The Raspberry Pi, priced at about $36 for the basic board, is one of the most versatile and understated computing platforms available in the market. The credit card-sized computer is perfect for projects such as a retro gaming station or a smart home gadgets base station, but a hacker has apparently found a twisted use for it.
NASA, in an audit report, revealed that in April 2018, JPL discovered an account that belonged to external user was compromised, and was used to steal about 500 MB of data from one of its major mission systems.
The account was compromised by a hacker who used a Raspberry Pi to gain unauthorized access to the JPL network. The attacker then took advantage of the weaknesses in the laboratory’s network to remain undetected for 10 months, stealing 23 files in the process. Two of these files contained information on International Traffic in Arms Regulations, which controls the transfer of military and space-related technology, related to the Mars Science Laboratory Mission.
The auditors discovered that users on JPL’s network were able to enter systems and applications that they were not approved to access. The system administrators also did not properly track the devices added to the network. These shortcomings allowed the hacker to deeply infiltrate the network and remain undetected for a long time.

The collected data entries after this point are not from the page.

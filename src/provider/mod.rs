//! Provider plugins
//!
//! Providers are out-of-process plugins reached over a unix domain socket.
//! The rotation pipeline only needs their mount operation, expressed by
//! [`ProviderClient`]; [`ProviderClientCache`] hands out one client per
//! provider name for the lifetime of the process.

mod cache;
mod grpc;

pub use cache::ProviderClientCache;
pub use grpc::{v1alpha1, GrpcProviderClient, UnixSocketConnector};

use std::collections::BTreeMap;
use std::sync::Arc;

use async_trait::async_trait;

use crate::error::Result;

/// Object ID to version, as exchanged with providers
pub type ObjectVersions = BTreeMap<String, String>;

/// A mount (or re-mount) request for one target path
#[derive(Debug, Clone, Default, PartialEq, Eq)]
pub struct MountContentRequest {
    /// JSON-serialized class parameters plus pod identity attributes
    pub attributes: String,
    /// JSON-serialized provider credentials
    pub secrets: String,
    /// Kubelet target path of the mount
    pub target_path: String,
    /// JSON-serialized file permission
    pub permission: String,
    /// Versions currently recorded for the mount
    pub current_object_versions: ObjectVersions,
}

/// Client for one provider plugin
#[async_trait]
pub trait ProviderClient: Send + Sync {
    /// Mount the latest content into the target path and report its versions
    async fn mount_content(&self, request: MountContentRequest) -> Result<ObjectVersions>;
}

/// Builds provider clients by provider name
pub trait ProviderConnector: Send + Sync {
    /// Create a client for `provider`
    fn connect(&self, provider: &str) -> Result<Arc<dyn ProviderClient>>;
}
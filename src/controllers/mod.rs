//! Rotation controller
//!
//! A poll loop discovers the pod statuses of the local node and feeds their
//! keys into a work queue; workers pull keys and run the rotation pipeline.

mod rotation_controller;

pub use rotation_controller::RotationController;

use std::sync::Arc;
use std::time::Duration;

use crate::adapters::{EventSink, ObjectStore};
use crate::queue::RetryPolicy;
use crate::reconcilers::Reconciler;

/// Shared context of the scheduler and the workers
pub struct Context {
    /// Cache of pod statuses, pods, classes and secrets
    pub store: Arc<dyn ObjectStore>,
    /// Sink for pod events
    pub events: Arc<dyn EventSink>,
    /// Rotation pipeline
    pub reconciler: Reconciler,
}

impl Context {
    /// Create a new context
    pub fn new(store: Arc<dyn ObjectStore>, events: Arc<dyn EventSink>, reconciler: Reconciler) -> Self {
        Self {
            store,
            events,
            reconciler,
        }
    }
}

/// Scheduling knobs of the rotation controller
#[derive(Debug, Clone, Copy, PartialEq, Eq)]
pub struct ControllerSettings {
    /// Interval between two discovery passes
    pub poll_interval: Duration,
    /// Number of worker tasks
    pub workers: usize,
    /// Requeue policy after failed attempts
    pub retry: RetryPolicy,
}

impl Default for ControllerSettings {
    fn default() -> Self {
        Self {
            poll_interval: Duration::from_secs(120),
            workers: 1,
            retry: RetryPolicy::default(),
        }
    }
}
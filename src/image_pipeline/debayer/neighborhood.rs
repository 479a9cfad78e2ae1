//! 3x3 neighborhood sampling with border reflection.

/// Offset `coord` by `delta` (-1 or +1) inside `0..len`, mirroring through
/// `coord` when the step would leave the frame. A frame one sample wide has no
/// mirror, so the lookup collapses onto `coord` itself.
#[inline]
fn reflect(coord: usize, delta: isize, len: usize) -> usize {
    match coord.checked_add_signed(delta) {
        Some(c) if c < len => c,
        _ => match coord.checked_add_signed(-delta) {
            Some(c) if c < len => c,
            _ => coord,
        },
    }
}

/// The eight samples around one raw site.
#[derive(Debug, Clone, Copy, PartialEq, Eq)]
pub struct Neighborhood {
    pub nw: u8,
    pub n: u8,
    pub ne: u8,
    pub w: u8,
    pub e: u8,
    pub sw: u8,
    pub s: u8,
    pub se: u8,
}

impl Neighborhood {
    /// Gather the neighbors of `(x, y)`. Rows above the top edge are read from
    /// the row below and vice versa; columns are mirrored the same way, each
    /// axis independently.
    ///
    /// `raw` must hold at least `width * height` samples.
    pub fn gather(raw: &[u8], width: usize, height: usize, x: usize, y: usize) -> Self {
        let up = reflect(y, -1, height) * width;
        let down = reflect(y, 1, height) * width;
        let row = y * width;
        let left = reflect(x, -1, width);
        let right = reflect(x, 1, width);

        Self {
            nw: raw[up + left],
            n: raw[up + x],
            ne: raw[up + right],
            w: raw[row + left],
            e: raw[row + right],
            sw: raw[down + left],
            s: raw[down + x],
            se: raw[down + right],
        }
    }

    /// Mean of the west/east pair.
    #[inline]
    pub fn horizontal(&self) -> u8 {
        ((self.w as u16 + self.e as u16) / 2) as u8
    }

    /// Mean of the north/south pair.
    #[inline]
    pub fn vertical(&self) -> u8 {
        ((self.n as u16 + self.s as u16) / 2) as u8
    }

    /// Mean of the four diagonal neighbors.
    #[inline]
    pub fn diagonal(&self) -> u8 {
        ((self.nw as u16 + self.ne as u16 + self.sw as u16 + self.se as u16) / 4) as u8
    }
}
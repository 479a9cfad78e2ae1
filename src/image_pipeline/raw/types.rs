//! RAW image data types

use std::fmt;
use std::str::FromStr;

use crate::image_pipeline::common::error::ConversionError;

/// Represents one raw sensor frame
#[derive(Debug, Clone, PartialEq, Eq)]
pub struct RawImageData {
    /// Width of the image in pixels
    pub width: usize,
    /// Height of the image in pixels
    pub height: usize,
    /// Raw pixel data (single channel Bayer pattern)
    pub data: Vec<u16>,
    /// Bits per sample the sensor delivered (8 or 10)
    pub bits_per_sample: u32,
}

/// Sample width of a raw sensor dump.
#[derive(Debug, Clone, Copy, PartialEq, Eq, Hash, Default)]
pub enum SampleDepth {
    /// One byte per sample.
    #[default]
    Eight,
    /// 10 significant bits stored in a little-endian `u16`.
    Ten,
}

impl SampleDepth {
    pub fn bits(self) -> u32 {
        match self {
            SampleDepth::Eight => 8,
            SampleDepth::Ten => 10,
        }
    }

    /// Bytes each sample occupies in a dump.
    pub fn bytes_per_sample(self) -> usize {
        match self {
            SampleDepth::Eight => 1,
            SampleDepth::Ten => 2,
        }
    }

    pub fn from_bits(bits: u32) -> Option<Self> {
        match bits {
            8 => Some(SampleDepth::Eight),
            10 => Some(SampleDepth::Ten),
            _ => None,
        }
    }
}

impl fmt::Display for SampleDepth {
    fn fmt(&self, f: &mut fmt::Formatter<'_>) -> fmt::Result {
        write!(f, "{}-bit", self.bits())
    }
}

impl FromStr for SampleDepth {
    type Err = ConversionError;

    fn from_str(s: &str) -> Result<Self, Self::Err> {
        let digits = s.trim().trim_end_matches("-bit").trim_end_matches("bit");
        digits
            .parse::<u32>()
            .ok()
            .and_then(SampleDepth::from_bits)
            .ok_or_else(|| ConversionError::UnsupportedFormat(format!("unsupported sample depth '{}'", s)))
    }
}
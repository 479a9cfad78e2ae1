//! RAW image reading module
//!
//! This module turns headerless sensor dumps into single-channel raw frames.

mod reader;
mod dump_reader;
pub mod types;

pub use reader::RawImageReader;
pub use dump_reader::RawDumpReader;
pub use types::{RawImageData, SampleDepth};
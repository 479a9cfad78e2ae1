/// Largest value a 10-bit sensor sample can take.
pub const TEN_BIT_MAX: u16 = (1 << 10) - 1;

/// Truncate to a byte, saturating at 255.
#[inline]
pub fn clip(v: f64) -> u8 {
    if v > 255.0 { 255 } else { v as u8 }
}

/// Map a 10-bit sample onto `0..=255`.
#[inline]
pub fn rescale_10bit(value: u16) -> u8 {
    clip(255.0 * value as f64 / TEN_BIT_MAX as f64)
}
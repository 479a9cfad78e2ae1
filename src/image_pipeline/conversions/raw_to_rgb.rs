use tracing::{info, instrument, warn};
use std::io::Write;
use std::path::Path;

use crate::image_pipeline::{
    common::error::{ConversionError, Result},
    debayer::{CpuDebayer, RgbImageData},
    raw::{RawDumpReader, RawImageData, RawImageReader},
    rgb::{ConversionConfig, RgbDumpWriter, RgbWriter},
    timing::{PipelineTimings, Timer},
};

pub struct RawToRgbPipeline<R: RawImageReader, W: RgbWriter> {
    reader: R,
    writer: W,
    config: ConversionConfig,
}

impl RawToRgbPipeline<RawDumpReader, RgbDumpWriter> {
    /// Pipeline over headerless dumps of a `width` x `height` sensor.
    pub fn new(width: usize, height: usize, config: ConversionConfig) -> Self {
        Self {
            reader: RawDumpReader::new(width, height, config.sample_depth),
            writer: RgbDumpWriter,
            config,
        }
    }
}

impl<R: RawImageReader, W: RgbWriter> RawToRgbPipeline<R, W> {
    pub fn with_custom(reader: R, writer: W, config: ConversionConfig) -> Self {
        Self {
            reader,
            writer,
            config,
        }
    }

    fn validate_dimensions(&self, width: usize, height: usize) -> Result<()> {
        if !self.config.validate_dimensions {
            return Ok(());
        }

        if width == 0 || height == 0 {
            return Err(ConversionError::InvalidDimensions(width, height));
        }

        if let Some(max) = self.config.max_dimension {
            if width > max || height > max {
                warn!(
                    "Image dimensions {}x{} exceed maximum {}",
                    width, height, max
                );
                return Err(ConversionError::InvalidDimensions(width, height));
            }
        }

        Ok(())
    }

    /// Demosaic one decoded frame according to the configured depth and tile order.
    #[instrument(skip(self, raw_image), fields(width = raw_image.width, height = raw_image.height))]
    pub fn demosaic(&self, raw_image: &RawImageData) -> Result<RgbImageData> {
        if raw_image.bits_per_sample != self.config.sample_depth.bits() {
            return Err(ConversionError::UnsupportedFormat(format!(
                "frame has {} bits per sample, pipeline expects {}",
                raw_image.bits_per_sample, self.config.sample_depth
            )));
        }
        CpuDebayer::new(self.config.tile_order).process(raw_image)
    }

    #[instrument(skip(self, input_data, output), fields(input_size = input_data.len()))]
    pub fn convert(&self, input_data: &[u8], output: &mut dyn Write) -> Result<()> {
        self.convert_with_timings(input_data, output).map(|_| ())
    }

    pub fn convert_with_timings(
        &self,
        input_data: &[u8],
        output: &mut dyn Write,
    ) -> Result<PipelineTimings> {
        let mut timings = PipelineTimings::new();
        info!("Starting raw to RGB conversion");

        let timer = Timer::start("decode_raw");
        let raw_image = {
            let _span = tracing::info_span!("decode_raw").entered();
            self.reader.read_raw(input_data)?
        };
        timings.record(timer);

        let timer = Timer::start("validate_dimensions");
        {
            let _span = tracing::info_span!("validate_dimensions",
                width = raw_image.width,
                height = raw_image.height
            ).entered();
            self.validate_dimensions(raw_image.width, raw_image.height)?;
        }
        timings.record(timer);

        let timer = Timer::start("demosaic");
        let rgb_image = self.demosaic(&raw_image)?;
        timings.record(timer);

        let timer = Timer::start("write_rgb");
        {
            let _span = tracing::info_span!("write_rgb").entered();
            self.writer.write_rgb(&rgb_image, output, &self.config)?;
        }
        timings.record(timer);

        info!(
            width = rgb_image.width,
            height = rgb_image.height,
            order = %self.config.tile_order,
            "Conversion complete in {:.3}ms",
            timings.total_duration().as_secs_f64() * 1000.0
        );
        Ok(timings)
    }

    #[instrument(skip(self, input_path, output_path))]
    pub fn convert_file<P: AsRef<Path>, Q: AsRef<Path>>(
        &self,
        input_path: P,
        output_path: Q,
    ) -> Result<PipelineTimings> {
        let input_path = input_path.as_ref();
        let output_path = output_path.as_ref();

        info!(
            input = %input_path.display(),
            output = %output_path.display(),
            "Converting file"
        );

        let input_data = {
            let _span = tracing::info_span!("read_input_file").entered();
            std::fs::read(input_path).map_err(|e| {
                ConversionError::InputReadError(format!("{}: {}", input_path.display(), e))
            })?
        };

        let mut output_file = {
            let _span = tracing::info_span!("create_output_file").entered();
            std::fs::File::create(output_path).map_err(|e| {
                ConversionError::OutputWriteError(format!("{}: {}", output_path.display(), e))
            })?
        };

        self.convert_with_timings(&input_data, &mut output_file)
    }

    pub fn config(&self) -> &ConversionConfig {
        &self.config
    }

    pub fn set_config(&mut self, config: ConversionConfig) {
        self.config = config;
    }
}
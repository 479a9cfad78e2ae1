use thiserror::Error;

#[derive(Error, Debug)]
pub enum ConversionError {
    #[error("Failed to read input file: {0}")]
    InputReadError(String),

    #[error("Failed to write output file: {0}")]
    OutputWriteError(String),

    #[error("Failed to decode raw frame: {0}")]
    DecodeError(String),

    #[error("Invalid image dimensions: width={0}, height={1}")]
    InvalidDimensions(usize, usize),

    #[error("Insufficient raw input: expected {expected} samples, got {got}")]
    InsufficientInput { expected: usize, got: usize },

    #[error("Output buffer too small: expected {expected} elements, got {got}")]
    OutputTooSmall { expected: usize, got: usize },

    #[error("Unsupported format: {0}")]
    UnsupportedFormat(String),

    #[error("IO error: {0}")]
    IoError(#[from] std::io::Error),
}

pub type Result<T> = std::result::Result<T, ConversionError>;
//! Pipeline conversions module
//!
//! This module contains orchestration logic for turning raw sensor dumps into RGB frames.

mod raw_to_rgb;


pub use raw_to_rgb::RawToRgbPipeline;
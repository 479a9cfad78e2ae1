//! Raw to RGB conversion configuration types

use crate::image_pipeline::debayer::TileOrder;
use crate::image_pipeline::raw::SampleDepth;

/// Configuration for raw to RGB conversion
#[derive(Debug, Clone)]
pub struct ConversionConfig {
    /// Bayer tile order of the incoming frames
    pub tile_order: TileOrder,
    /// Sample width of the incoming frames; selects the demosaic strategy
    pub sample_depth: SampleDepth,
    /// Whether to validate image dimensions before conversion
    pub validate_dimensions: bool,
    /// Largest accepted width or height when validating
    pub max_dimension: Option<usize>,
}

impl Default for ConversionConfig {
    fn default() -> Self {
        Self {
            tile_order: TileOrder::Bggr,
            sample_depth: SampleDepth::Eight,
            validate_dimensions: true,
            max_dimension: Some(50000),
        }
    }
}

impl ConversionConfig {
    pub fn builder() -> ConversionConfigBuilder {
        ConversionConfigBuilder::default()
    }
}

/// Builder for ConversionConfig
#[derive(Default)]
pub struct ConversionConfigBuilder {
    tile_order: Option<TileOrder>,
    sample_depth: Option<SampleDepth>,
    validate_dimensions: Option<bool>,
    max_dimension: Option<Option<usize>>,
}

impl ConversionConfigBuilder {
    pub fn tile_order(mut self, order: TileOrder) -> Self {
        self.tile_order = Some(order);
        self
    }

    pub fn sample_depth(mut self, depth: SampleDepth) -> Self {
        self.sample_depth = Some(depth);
        self
    }

    pub fn validate_dimensions(mut self, validate: bool) -> Self {
        self.validate_dimensions = Some(validate);
        self
    }

    pub fn max_dimension(mut self, max: Option<usize>) -> Self {
        self.max_dimension = Some(max);
        self
    }

    pub fn build(self) -> ConversionConfig {
        let default = ConversionConfig::default();
        ConversionConfig {
            tile_order: self.tile_order.unwrap_or(default.tile_order),
            sample_depth: self.sample_depth.unwrap_or(default.sample_depth),
            validate_dimensions: self.validate_dimensions.unwrap_or(default.validate_dimensions),
            max_dimension: self.max_dimension.unwrap_or(default.max_dimension),
        }
    }
}
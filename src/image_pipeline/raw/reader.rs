use crate::image_pipeline::common::error::Result;
use crate::image_pipeline::raw::types::RawImageData;

/// Source of single-channel Bayer frames.
pub trait RawImageReader {
    /// Decode one frame from the bytes a capture source produced.
    fn read_raw(&self, data: &[u8]) -> Result<RawImageData>;
}
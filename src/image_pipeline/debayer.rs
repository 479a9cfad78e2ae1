//! Debayering module for converting Bayer pattern raw frames to RGB
//!
//! Two strategies live here: [`accumulate`] sums a neighbor-averaged 8-bit
//! reconstruction into a running buffer, and [`interpolate`] rebuilds 10-bit
//! BGGR frames by copying the nearest same-color site.

mod accumulator;
mod interpolator;
mod neighborhood;
mod scale;
pub mod cpu_debayer;
pub mod tile;
pub mod types;

pub use accumulator::accumulate;
pub use interpolator::{blue_at, green_at, interpolate, red_at, INTERPOLATED_ORDER};
pub use neighborhood::Neighborhood;
pub use scale::{clip, rescale_10bit, TEN_BIT_MAX};
pub use cpu_debayer::CpuDebayer;
pub use tile::{Site, TileOrder};
pub use types::RgbImageData;
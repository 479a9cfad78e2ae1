use std::io::Write;
use crate::image_pipeline::common::error::Result;
use crate::image_pipeline::debayer::types::RgbImageData;
use crate::image_pipeline::rgb::types::ConversionConfig;

/// Sink for demosaiced frames.
pub trait RgbWriter {
    fn write_rgb(&self, image: &RgbImageData, output: &mut dyn Write, config: &ConversionConfig) -> Result<()>;
}
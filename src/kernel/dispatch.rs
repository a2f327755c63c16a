//! The front controller: match → resolve → bind → invoke → respond.
//!
//! # Responsibilities
//! - Drive the dispatch state machine for one request
//! - Publish lifecycle events and honor subscriber substitutions
//! - Convert every failure into an error response (handle() is total)
//!
//! # Design Decisions
//! - Controller-body and subscriber failures are carried as
//!   `KernelError::Controller`, distinct from kernel-internal errors
//! - A bare-body controller return is smart-wrapped into `200 OK` text
//! - Each request gets a UUID correlation id for structured logs

use std::sync::Arc;

use http::header::HeaderName;
use uuid::Uuid;

use crate::controller::{resolve, ControllerRegistry, Outcome};
use crate::error::KernelError;
use crate::events::{Event, EventBus};
use crate::http::{Request, Response};
use crate::kernel::arguments::resolve_arguments;
use crate::routing::RouteTable;

/// How far a request got through the pipeline.
///
/// Carried by `ExceptionRaised` so observers can tell a routing failure
/// from a failure deep inside the controller call.
#[derive(Debug, Clone, Copy, PartialEq, Eq)]
pub enum DispatchState {
    /// The request entered the kernel.
    Received,
    /// A route matched.
    Matched,
    /// The controller reference resolved to an invocable.
    Resolved,
    /// The controller ran to completion.
    Invoked,
    /// A response exists.
    Responded,
}

/// The dispatch kernel. Routes and controller registry are frozen at
/// construction; `handle` is safe to call from concurrent requests.
#[derive(Debug)]
pub struct Kernel {
    routes: Arc<RouteTable>,
    registry: Arc<ControllerRegistry>,
    bus: EventBus,
}

impl Kernel {
    /// Create a kernel over a built route table and controller registry.
    pub fn new(routes: RouteTable, registry: ControllerRegistry) -> Self {
        Self {
            routes: Arc::new(routes),
            registry: Arc::new(registry),
            bus: EventBus::new(),
        }
    }

    /// The event bus, for subscribing collaborators at boot.
    pub fn bus_mut(&mut self) -> &mut EventBus {
        &mut self.bus
    }

    /// The route table (e.g. for URL generation by collaborators).
    pub fn routes(&self) -> &RouteTable {
        &self.routes
    }

    /// Dispatch one request. Total: every failure along the pipeline is
    /// converted to an error response, nothing escapes this boundary.
    pub fn handle(&self, request: &Request) -> Response {
        let request_id = Uuid::new_v4();
        tracing::debug!(
            request_id = %request_id,
            method = %request.method(),
            path = request.path(),
            "Dispatching request"
        );

        let mut state = DispatchState::Received;
        let response = match self.dispatch(request, &mut state) {
            Ok(response) => response,
            Err(error) => self.errored(&request_id, error, state),
        };

        tracing::debug!(
            request_id = %request_id,
            status = %response.status(),
            "Request handled"
        );
        response.with_header(
            HeaderName::from_static("x-request-id"),
            &request_id.to_string(),
        )
    }

    fn dispatch(
        &self,
        request: &Request,
        state: &mut DispatchState,
    ) -> Result<Response, KernelError> {
        // Received → Matched
        let matched = self.routes.match_path(request.path())?;
        *state = DispatchState::Matched;

        let mut event = Event::RouteMatched { matched };
        self.bus.publish(&mut event).map_err(KernelError::Controller)?;
        let matched = match event {
            Event::RouteMatched { matched } => matched,
            _ => return Err(KernelError::Controller("subscriber replaced event kind".into())),
        };

        // Matched → Resolved. The lookup is repeated because a subscriber
        // may have substituted a different match result.
        let route = self
            .routes
            .find_by_name(matched.route_name())
            .ok_or_else(|| KernelError::RouteNotFound {
                path: request.path().to_string(),
            })?;
        let invocable = resolve(route.controller(), &self.registry)?;
        *state = DispatchState::Resolved;

        let mut event = Event::ControllerResolved { invocable, matched };
        self.bus.publish(&mut event).map_err(KernelError::Controller)?;
        let (invocable, matched) = match event {
            Event::ControllerResolved { invocable, matched } => (invocable, matched),
            _ => return Err(KernelError::Controller("subscriber replaced event kind".into())),
        };

        // Resolved → Invoked
        let args = resolve_arguments(invocable.params(), matched.params(), request)?;
        let outcome = invocable.invoke(args).map_err(KernelError::Controller)?;
        *state = DispatchState::Invoked;

        // Invoked → Responded, smart-wrapping bare bodies
        let response = match outcome {
            Outcome::Response(response) => response,
            Outcome::Body(body) => Response::text(body),
        };
        *state = DispatchState::Responded;

        let mut event = Event::ResponseProduced { response };
        self.bus.publish(&mut event).map_err(KernelError::Controller)?;
        match event {
            Event::ResponseProduced { response } => Ok(response),
            _ => Err(KernelError::Controller("subscriber replaced event kind".into())),
        }
    }

    /// Convert a pipeline failure into a response, giving `ExceptionRaised`
    /// subscribers the chance to substitute their own.
    fn errored(&self, request_id: &Uuid, error: KernelError, state: DispatchState) -> Response {
        if error.is_controller_error() {
            tracing::error!(request_id = %request_id, %error, ?state, "Controller failed");
        } else {
            tracing::warn!(request_id = %request_id, %error, ?state, "Dispatch failed");
        }

        let default = Response::text(error.public_message()).with_status(error.status());
        let mut event = Event::ExceptionRaised {
            error,
            state,
            response: default,
        };
        if let Err(subscriber_error) = self.bus.publish(&mut event) {
            // A failing ExceptionRaised subscriber cannot re-enter the
            // error path; log it and keep the response the event carries.
            tracing::error!(
                request_id = %request_id,
                error = %subscriber_error,
                "ExceptionRaised subscriber failed"
            );
        }
        match event {
            Event::ExceptionRaised { response, .. } => response,
            _ => Response::text("Internal Server Error")
                .with_status(http::StatusCode::INTERNAL_SERVER_ERROR),
        }
    }
}
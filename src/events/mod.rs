//! Lifecycle events and the synchronous subscriber bus.
//!
//! # Design Decisions
//! - Events are published synchronously, in subscription order, on the
//!   request's own call stack
//! - Subscribers receive `&mut Event` and may replace the in-flight value
//!   (match, invocable, response, or error response) for the remainder of
//!   the pipeline; this is the only integration seam collaborators get
//! - A failing subscriber aborts the pipeline exactly like a failing
//!   controller body

pub mod bus;
pub mod subscribers;

pub use bus::{Event, EventBus, EventKind};
pub use subscribers::RequestLogger;
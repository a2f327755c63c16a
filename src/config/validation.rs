//! Configuration validation.
//!
//! # Responsibilities
//! - Semantic validation (serde handles syntactic)
//! - Detect duplicate route names before table construction
//! - Check controller references parse as `Type::method`
//!
//! # Design Decisions
//! - Returns all validation errors, not just the first
//! - Validation is a pure function: KernelConfig → Result<(), Vec<ValidationError>>
//! - Pattern compilation itself is checked later, when routes are built

use std::collections::HashSet;

use thiserror::Error;

use crate::config::schema::KernelConfig;
use crate::controller::ControllerReference;

/// One semantic problem in a configuration file.
#[derive(Debug, Clone, PartialEq, Eq, Error)]
pub enum ValidationError {
    /// A route was declared without a name.
    #[error("route #{index} has an empty name")]
    EmptyName {
        /// Position in the declaration order.
        index: usize,
    },

    /// A route was declared without a pattern.
    #[error("route `{name}` has an empty pattern")]
    EmptyPattern {
        /// The offending route.
        name: String,
    },

    /// Two routes share a name.
    #[error("route name `{name}` is declared more than once")]
    DuplicateName {
        /// The duplicated name.
        name: String,
    },

    /// The controller string is not a `Type::method` qualified name.
    #[error("route `{name}`: controller `{controller}` is not of the form `Type::method`")]
    BadControllerReference {
        /// The offending route.
        name: String,
        /// The unparseable controller string.
        controller: String,
    },
}

/// Validate a parsed configuration, reporting every problem found.
pub fn validate_config(config: &KernelConfig) -> Result<(), Vec<ValidationError>> {
    let mut errors = Vec::new();
    let mut seen = HashSet::new();

    for (index, route) in config.routes.iter().enumerate() {
        if route.name.is_empty() {
            errors.push(ValidationError::EmptyName { index });
        }
        if route.pattern.is_empty() {
            errors.push(ValidationError::EmptyPattern {
                name: route.name.clone(),
            });
        }
        if !route.name.is_empty() && !seen.insert(route.name.clone()) {
            errors.push(ValidationError::DuplicateName {
                name: route.name.clone(),
            });
        }
        if ControllerReference::parse_qualified(&route.controller).is_err() {
            errors.push(ValidationError::BadControllerReference {
                name: route.name.clone(),
                controller: route.controller.clone(),
            });
        }
    }

    if errors.is_empty() {
        Ok(())
    } else {
        Err(errors)
    }
}

#[cfg(test)]
mod tests {
    use super::*;
    use crate::config::schema::RouteConfig;
    use std::collections::HashMap;

    fn route(name: &str, pattern: &str, controller: &str) -> RouteConfig {
        RouteConfig {
            name: name.into(),
            pattern: pattern.into(),
            controller: controller.into(),
            constraints: HashMap::new(),
            defaults: HashMap::new(),
        }
    }

    #[test]
    fn test_valid_config_passes() {
        let config = KernelConfig {
            routes: vec![
                route("home", "/", "Site::home"),
                route("blog", "/blog/{id}", "Blog::show"),
            ],
        };
        assert!(validate_config(&config).is_ok());
    }

    #[test]
    fn test_all_errors_are_reported() {
        let config = KernelConfig {
            routes: vec![
                route("", "", "Site::home"),
                route("blog", "/blog", "Blog"),
                route("blog", "/blog/{id}", "Blog::show"),
            ],
        };
        let errors = validate_config(&config).unwrap_err();
        assert_eq!(errors.len(), 4);
        assert!(errors.contains(&ValidationError::EmptyName { index: 0 }));
        assert!(errors.contains(&ValidationError::DuplicateName {
            name: "blog".into()
        }));
    }
}
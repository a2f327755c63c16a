//! Controller type registry.
//!
//! # Responsibilities
//! - Map a type identifier to a zero-argument factory for that type
//! - Expose declared methods via the `Controller` trait
//!
//! # Design Decisions
//! - The registry is this kernel's construction strategy: factories take
//!   no arguments, so controller instances stay stateless and
//!   request-scoped; richer wiring belongs to an external container
//! - `Controller::action` is the signature-introspection seam Rust
//!   implements natively instead of reflection

use std::collections::HashMap;
use std::sync::Arc;

use crate::controller::invocable::Invocable;
use crate::error::KernelError;

/// A unit of application logic locatable by type name and method name.
///
/// Implementors hand back an [`Invocable`] per named method, capturing
/// `self` into the callable. Returning `None` for an unknown name
/// surfaces as [`KernelError::ControllerMethodNotFound`].
pub trait Controller: Send + Sync {
    /// Bind the named method on this instance, if it exists.
    fn action(self: Arc<Self>, name: &str) -> Option<Invocable>;
}

impl std::fmt::Debug for dyn Controller {
    fn fmt(&self, f: &mut std::fmt::Formatter<'_>) -> std::fmt::Result {
        f.write_str("dyn Controller")
    }
}

type Factory = Arc<dyn Fn() -> Arc<dyn Controller> + Send + Sync>;

/// Registry of controller types, keyed by their public type identifier.
///
/// Built at boot alongside the route table; read-only during dispatch.
#[derive(Clone, Default)]
pub struct ControllerRegistry {
    factories: HashMap<String, Factory>,
}

impl ControllerRegistry {
    /// Create an empty registry.
    pub fn new() -> Self {
        Self::default()
    }

    /// Register a controller type under `type_name` with its
    /// zero-argument constructor.
    pub fn register<C, F>(&mut self, type_name: &str, factory: F)
    where
        C: Controller + 'static,
        F: Fn() -> C + Send + Sync + 'static,
    {
        self.factories.insert(
            type_name.to_string(),
            Arc::new(move || Arc::new(factory()) as Arc<dyn Controller>),
        );
    }

    /// Construct a fresh instance of the named type.
    pub(crate) fn instantiate(&self, type_name: &str) -> Result<Arc<dyn Controller>, KernelError> {
        let factory = self
            .factories
            .get(type_name)
            .ok_or_else(|| KernelError::ControllerTypeNotFound(type_name.to_string()))?;
        Ok(factory())
    }
}

impl std::fmt::Debug for ControllerRegistry {
    fn fmt(&self, f: &mut std::fmt::Formatter<'_>) -> std::fmt::Result {
        f.debug_struct("ControllerRegistry")
            .field("types", &self.factories.keys().collect::<Vec<_>>())
            .finish()
    }
}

The breach was so widespread that the Johnson Space Center, which is responsible for programs such as the International Space Station, disconnected from the gateway. The space center’s officials were concerned that the hacker might be able to move into their mission systems, which may give the attacker the ability to send malicious signals to human space flight missions.
NASA and its laboratories are lucrative targets for hackers due to the agency’s research and development, which includes patents on cutting-edge technology, information security analyst Mike Thompson told Forbes. Ethical hacker John Opdenakker, meanwhile, pondered why NASA published the audit report, when it clearly stated that there were still some “critical vulnerabilities” at JPL’s systems.